Look for "a full frame" in the entries below. Write out that line and all later lines exactly, ending with the final one.

*** Dataset records ***

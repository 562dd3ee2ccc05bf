//! Capped timestep simulation tick
//!
//! Core game loop that advances the session deterministically.

use super::autopilot;
use super::kinematics::Direction;
use super::state::{GamePhase, GameState};

/// Input commands for a single tick (deterministic)
#[derive(Debug, Clone, Default)]
pub struct TickInput {
    /// Latest direction pressed, if any
    pub direction: Option<Direction>,
    /// Pause toggle
    pub pause: bool,
    /// Idle/demo mode - autopilot plays the game
    pub idle_mode: bool,
}

/// Apply input, then advance the game by one frame of `delta_ms`
pub fn tick(state: &mut GameState, input: &TickInput, delta_ms: f32) {
    if input.pause {
        state.toggle_pause();
    }

    let mut direction = input.direction;
    if input.idle_mode
        && direction.is_none()
        && matches!(state.phase, GamePhase::AwaitingStart | GamePhase::Playing)
    {
        direction = autopilot::suggest_direction(state);
    }
    if let Some(direction) = direction {
        state.request_direction(direction);
    }

    step(state, delta_ms);
}

/// Advance the simulation by one frame.
///
/// The frame delta is capped (a stalled clock must not teleport actors
/// through half the maze), then the player moves, then each pursuer, then
/// contacts are resolved and level/power timers evaluated. Does nothing
/// unless the session is `Playing`, or when the delta is not positive
/// (including NaN).
pub fn step(state: &mut GameState, delta_ms: f32) {
    if state.phase != GamePhase::Playing {
        return;
    }
    // Checked before capping: `min` maps NaN to a full frame
    if delta_ms.is_nan() || delta_ms <= 0.0 {
        return;
    }
    let dt_ms = delta_ms.min(state.tuning.max_frame_ms);
    let dt = dt_ms / 1000.0;
    state.elapsed_ms += dt_ms as f64;

    state.update_player(dt);
    state.update_pursuers(dt);
    state.resolve_collisions();

    if state.phase == GamePhase::GameOver {
        return;
    }

    if state.pellets_remaining == 0 {
        state.advance_level();
        return;
    }

    state.tick_power(dt_ms);
}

*** End of Dataset records ***

Response to the exercise:
    // Checked before capping: `min` maps NaN to a full frame
    if delta_ms.is_nan() || delta_ms <= 0.0 {
        return;
    }
    let dt_ms = delta_ms.min(state.tuning.max_frame_ms);
    let dt = dt_ms / 1000.0;
    state.elapsed_ms += dt_ms as f64;

    state.update_player(dt);
    state.update_pursuers(dt);
    state.resolve_collisions();

    if state.phase == GamePhase::GameOver {
        return;
    }

    if state.pellets_remaining == 0 {
        state.advance_level();
        return;
    }

    state.tick_power(dt_ms);
}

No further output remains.